[TASK PROMPT]:
Among the lines below, a stretch begins at the one with "pub fn as_str(&self)" and ends at the one with "its exact name.". Repeat that stretch exactly, ends included.

[MATERIAL TO PROCESS]:
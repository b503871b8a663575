use std::collections::HashMap;
use std::sync::Arc;

use crate::http::connection::Connection;

/// HTTP request methods understood by the server.
///
/// Any other method token on the request line is answered with
/// 501 Not Implemented before routing.
#[derive(Debug, Clone, Copy, PartialEq, Eq, Hash)]
pub enum Method {
    /// GET - Retrieve a resource
    GET,
    /// POST - Create or submit data
    POST,
    /// PUT - Replace a resource
    PUT,
    /// PATCH - Partial modification of a resource
    PATCH,
    /// DELETE - Delete a resource
    DELETE,
}

/// Represents a parsed HTTP request from a client.
///
/// The request is immutable once framed. It keeps a handle to the connection
/// it arrived on so that handlers which need more bytes (the continue
/// handshake) or raw framing can reach the socket.
#[derive(Debug, Clone)]
pub struct Request {
    /// The HTTP method (GET, POST, etc.)
    pub method: Method,
    /// The raw request target, possibly carrying a query string
    pub path: String,
    /// HTTP version (always "HTTP/1.1" once validated)
    pub version: String,
    /// Request headers; the last occurrence of a repeated name wins
    pub headers: HashMap<String, String>,
    /// Request body as received with the head
    pub body: String,
    /// The connection the request was read from
    pub connection: Option<Arc<Connection>>,
}

/// Builder for constructing Request objects.
pub struct RequestBuilder {
    method: Option<Method>,
    path: Option<String>,
    version: Option<String>,
    headers: HashMap<String, String>,
    body: String,
    connection: Option<Arc<Connection>>,
}

impl Method {
    /// Parses an HTTP method from a string.
    ///
    /// # Returns
    ///
    /// `Some(Method)` if the string matches a supported method, `None` otherwise.
    ///
    /// # Example
    ///
    /// ```
    /// # use switchyard::http::request::Method;
    /// assert_eq!(Method::from_str("GET"), Some(Method::GET));
    /// assert_eq!(Method::from_str("get"), None);
    /// assert_eq!(Method::from_str("OPTIONS"), None);
    /// ```
    #[allow(clippy::should_implement_trait)]
    pub fn from_str(s: &str) -> Option<Self> {
        match s {
            "GET" => Some(Method::GET),
            "POST" => Some(Method::POST),
            "PUT" => Some(Method::PUT),
            "PATCH" => Some(Method::PATCH),
            "DELETE" => Some(Method::DELETE),
            _ => None,
        }
    }

    pub fn as_str(&self) -> &'static str {
        match self {
            Method::GET => "GET",
            Method::POST => "POST",
            Method::PUT => "PUT",
            Method::PATCH => "PATCH",
            Method::DELETE => "DELETE",
        }
    }
}

impl std::fmt::Display for Method {
    fn fmt(&self, f: &mut std::fmt::Formatter<'_>) -> std::fmt::Result {
        f.write_str(self.as_str())
    }
}

impl Default for RequestBuilder {
    fn default() -> Self {
        Self::new()
    }
}

impl RequestBuilder {
    pub fn new() -> Self {
        Self {
            method: None,
            path: None,
            version: None,
            headers: HashMap::new(),
            body: String::new(),
            connection: None,
        }
    }

    pub fn method(mut self, method: Method) -> Self {
        self.method = Some(method);
        self
    }

    pub fn path(mut self, path: impl Into<String>) -> Self {
        self.path = Some(path.into());
        self
    }

    pub fn version(mut self, version: impl Into<String>) -> Self {
        self.version = Some(version.into());
        self
    }

    pub fn header(mut self, key: impl Into<String>, value: impl Into<String>) -> Self {
        self.headers.insert(key.into(), value.into());
        self
    }

    pub fn body(mut self, body: impl Into<String>) -> Self {
        self.body = body.into();
        self
    }

    pub fn connection(mut self, connection: Arc<Connection>) -> Self {
        self.connection = Some(connection);
        self
    }

    pub fn build(self) -> Result<Request, &'static str> {
        Ok(Request {
            method: self.method.ok_or("method missing")?,
            path: self.path.ok_or("path missing")?,
            version: self.version.unwrap_or_else(|| "HTTP/1.1".to_string()),
            headers: self.headers,
            body: self.body,
            connection: self.connection,
        })
    }
}

impl Request {
    /// Retrieves a header value by its exact name.
    pub fn header(&self, key: &str) -> Option<&str> {
        self.headers.get(key).map(|v| v.as_str())
    }

    /// Retrieves the Content-Length header value and parses it as a usize.
    ///
    /// Returns 0 if the header is missing or not a valid number.
    pub fn content_length(&self) -> usize {
        self.header("Content-Length")
            .and_then(|v| v.trim().parse().ok())
            .unwrap_or(0)
    }

    /// The path with any query string removed; this is the routing key.
    pub fn route_path(&self) -> &str {
        self.path
            .split_once('?')
            .map(|(p, _)| p)
            .unwrap_or(&self.path)
    }

    /// Query parameters derived from the path.
    ///
    /// Pairs are split on `&` then `=`; a pair without exactly one `=` is
    /// dropped.
    ///
    /// ```
    /// # use switchyard::http::request::{Method, RequestBuilder};
    /// let req = RequestBuilder::new()
    ///     .method(Method::GET)
    ///     .path("/data?a=1&broken&b=2=3&c=")
    ///     .build()
    ///     .unwrap();
    /// let params = req.query_params();
    /// assert_eq!(params.get("a").map(String::as_str), Some("1"));
    /// assert_eq!(params.get("c").map(String::as_str), Some(""));
    /// assert_eq!(params.len(), 2);
    /// ```
    pub fn query_params(&self) -> HashMap<String, String> {
        let Some((_, query)) = self.path.split_once('?') else {
            return HashMap::new();
        };

        query
            .split('&')
            .filter_map(|pair| {
                let mut pieces = pair.split('=');
                match (pieces.next(), pieces.next(), pieces.next()) {
                    (Some(k), Some(v), None) => Some((k.to_string(), v.to_string())),
                    _ => None,
                }
            })
            .collect()
    }

    /// Whether the client asked for the two-phase continue handshake.
    pub fn expects_continue(&self) -> bool {
        self.header("Expect").is_some()
    }
}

[REPLY]:
    pub fn as_str(&self) -> &'static str {
        match self {
            Method::GET => "GET",
            Method::POST => "POST",
            Method::PUT => "PUT",
            Method::PATCH => "PATCH",
            Method::DELETE => "DELETE",
        }
    }
}

impl std::fmt::Display for Method {
    fn fmt(&self, f: &mut std::fmt::Formatter<'_>) -> std::fmt::Result {
        f.write_str(self.as_str())
    }
}

impl Default for RequestBuilder {
    fn default() -> Self {
        Self::new()
    }
}

impl RequestBuilder {
    pub fn new() -> Self {
        Self {
            method: None,
            path: None,
            version: None,
            headers: HashMap::new(),
            body: String::new(),
            connection: None,
        }
    }

    pub fn method(mut self, method: Method) -> Self {
        self.method = Some(method);
        self
    }

    pub fn path(mut self, path: impl Into<String>) -> Self {
        self.path = Some(path.into());
        self
    }

    pub fn version(mut self, version: impl Into<String>) -> Self {
        self.version = Some(version.into());
        self
    }

    pub fn header(mut self, key: impl Into<String>, value: impl Into<String>) -> Self {
        self.headers.insert(key.into(), value.into());
        self
    }

    pub fn body(mut self, body: impl Into<String>) -> Self {
        self.body = body.into();
        self
    }

    pub fn connection(mut self, connection: Arc<Connection>) -> Self {
        self.connection = Some(connection);
        self
    }

    pub fn build(self) -> Result<Request, &'static str> {
        Ok(Request {
            method: self.method.ok_or("method missing")?,
            path: self.path.ok_or("path missing")?,
            version: self.version.unwrap_or_else(|| "HTTP/1.1".to_string()),
            headers: self.headers,
            body: self.body,
            connection: self.connection,
        })
    }
}

impl Request {
    /// Retrieves a header value by its exact name.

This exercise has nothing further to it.